Reproduce the closing run of lines below verbatim, from the line that contains "let estimate = detection.estimate.as_ref()?;" up to and including the final line.

> Records provided:
"""
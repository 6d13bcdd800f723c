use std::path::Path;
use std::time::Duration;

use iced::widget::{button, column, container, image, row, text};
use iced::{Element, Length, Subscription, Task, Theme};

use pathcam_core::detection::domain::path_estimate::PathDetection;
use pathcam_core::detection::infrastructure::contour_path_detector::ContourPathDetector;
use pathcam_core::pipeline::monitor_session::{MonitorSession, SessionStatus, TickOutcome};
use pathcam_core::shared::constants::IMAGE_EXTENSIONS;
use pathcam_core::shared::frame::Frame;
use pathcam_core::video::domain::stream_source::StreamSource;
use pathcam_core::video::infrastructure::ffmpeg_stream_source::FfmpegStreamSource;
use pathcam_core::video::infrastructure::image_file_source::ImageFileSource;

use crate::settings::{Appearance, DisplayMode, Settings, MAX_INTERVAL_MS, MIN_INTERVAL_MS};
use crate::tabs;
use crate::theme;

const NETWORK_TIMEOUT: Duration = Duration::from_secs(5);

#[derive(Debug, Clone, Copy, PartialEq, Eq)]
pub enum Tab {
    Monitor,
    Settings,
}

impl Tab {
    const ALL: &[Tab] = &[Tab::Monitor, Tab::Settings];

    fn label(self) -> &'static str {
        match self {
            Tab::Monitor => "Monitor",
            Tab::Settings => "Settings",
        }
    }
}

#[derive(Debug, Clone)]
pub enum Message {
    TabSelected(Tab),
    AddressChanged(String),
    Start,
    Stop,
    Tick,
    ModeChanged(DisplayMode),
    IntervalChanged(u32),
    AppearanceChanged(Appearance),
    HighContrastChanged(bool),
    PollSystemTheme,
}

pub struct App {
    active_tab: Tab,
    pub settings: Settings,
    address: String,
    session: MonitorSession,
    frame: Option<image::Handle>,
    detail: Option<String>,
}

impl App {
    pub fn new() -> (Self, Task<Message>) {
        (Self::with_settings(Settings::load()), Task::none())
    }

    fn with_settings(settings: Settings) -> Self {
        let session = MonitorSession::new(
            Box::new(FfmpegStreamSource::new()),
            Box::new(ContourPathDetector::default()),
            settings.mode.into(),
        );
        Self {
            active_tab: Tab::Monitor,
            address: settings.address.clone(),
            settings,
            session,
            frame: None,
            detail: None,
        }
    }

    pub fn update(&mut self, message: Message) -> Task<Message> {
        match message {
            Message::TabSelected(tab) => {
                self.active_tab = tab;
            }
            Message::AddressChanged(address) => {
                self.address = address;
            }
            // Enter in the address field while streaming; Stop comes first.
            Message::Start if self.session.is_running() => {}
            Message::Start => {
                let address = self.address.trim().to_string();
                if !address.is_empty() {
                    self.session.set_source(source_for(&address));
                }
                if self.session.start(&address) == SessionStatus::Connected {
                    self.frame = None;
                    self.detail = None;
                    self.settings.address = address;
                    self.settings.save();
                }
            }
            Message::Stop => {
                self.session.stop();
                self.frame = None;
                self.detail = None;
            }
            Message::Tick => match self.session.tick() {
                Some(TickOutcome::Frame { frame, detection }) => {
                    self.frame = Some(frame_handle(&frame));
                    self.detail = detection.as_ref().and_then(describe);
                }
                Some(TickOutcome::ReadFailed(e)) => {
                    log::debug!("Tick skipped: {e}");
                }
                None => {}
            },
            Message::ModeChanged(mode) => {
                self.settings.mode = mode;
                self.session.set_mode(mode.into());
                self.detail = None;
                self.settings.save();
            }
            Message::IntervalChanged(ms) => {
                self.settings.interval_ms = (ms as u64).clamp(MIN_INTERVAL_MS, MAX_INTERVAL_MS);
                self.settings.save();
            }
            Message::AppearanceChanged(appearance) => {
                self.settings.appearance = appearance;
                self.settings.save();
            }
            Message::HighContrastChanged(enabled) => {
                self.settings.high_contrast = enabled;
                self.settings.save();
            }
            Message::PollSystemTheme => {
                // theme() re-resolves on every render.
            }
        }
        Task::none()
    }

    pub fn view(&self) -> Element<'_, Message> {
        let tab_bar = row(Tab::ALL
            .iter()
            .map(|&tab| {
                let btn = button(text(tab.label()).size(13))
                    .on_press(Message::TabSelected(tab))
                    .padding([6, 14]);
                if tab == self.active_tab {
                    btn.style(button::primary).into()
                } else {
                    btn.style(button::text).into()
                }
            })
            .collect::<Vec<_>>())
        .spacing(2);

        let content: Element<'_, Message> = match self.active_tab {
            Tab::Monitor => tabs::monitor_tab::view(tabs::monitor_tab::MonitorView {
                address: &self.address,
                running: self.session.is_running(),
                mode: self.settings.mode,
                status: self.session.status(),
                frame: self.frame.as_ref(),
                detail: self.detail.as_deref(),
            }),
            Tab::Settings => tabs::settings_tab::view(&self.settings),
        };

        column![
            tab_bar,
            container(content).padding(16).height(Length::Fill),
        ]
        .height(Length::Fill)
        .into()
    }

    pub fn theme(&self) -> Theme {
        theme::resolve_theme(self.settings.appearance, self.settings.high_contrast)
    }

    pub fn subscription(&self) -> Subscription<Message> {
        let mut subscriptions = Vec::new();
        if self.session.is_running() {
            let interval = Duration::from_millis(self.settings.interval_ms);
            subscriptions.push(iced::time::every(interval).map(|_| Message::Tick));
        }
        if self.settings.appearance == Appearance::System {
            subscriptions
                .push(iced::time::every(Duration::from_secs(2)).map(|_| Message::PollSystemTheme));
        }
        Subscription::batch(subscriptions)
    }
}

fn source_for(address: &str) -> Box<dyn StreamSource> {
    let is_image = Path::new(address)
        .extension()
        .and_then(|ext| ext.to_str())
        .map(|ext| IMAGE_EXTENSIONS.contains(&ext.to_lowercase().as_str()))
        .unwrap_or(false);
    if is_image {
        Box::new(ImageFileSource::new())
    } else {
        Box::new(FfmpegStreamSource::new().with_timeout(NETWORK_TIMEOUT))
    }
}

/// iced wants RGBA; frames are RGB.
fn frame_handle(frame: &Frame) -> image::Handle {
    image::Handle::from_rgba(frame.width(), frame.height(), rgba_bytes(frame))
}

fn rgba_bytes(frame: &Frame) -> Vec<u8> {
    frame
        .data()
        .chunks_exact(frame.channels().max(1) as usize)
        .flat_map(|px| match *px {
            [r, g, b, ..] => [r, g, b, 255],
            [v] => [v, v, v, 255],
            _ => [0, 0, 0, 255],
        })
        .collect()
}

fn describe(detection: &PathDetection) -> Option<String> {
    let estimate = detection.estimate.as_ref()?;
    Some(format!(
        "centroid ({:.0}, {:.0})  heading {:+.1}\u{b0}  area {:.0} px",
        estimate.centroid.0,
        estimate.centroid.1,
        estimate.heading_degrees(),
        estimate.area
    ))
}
"""
> Answer box:
    let estimate = detection.estimate.as_ref()?;
    Some(format!(
        "centroid ({:.0}, {:.0})  heading {:+.1}\u{b0}  area {:.0} px",
        estimate.centroid.0,
        estimate.centroid.1,
        estimate.heading_degrees(),
        estimate.area
    ))
}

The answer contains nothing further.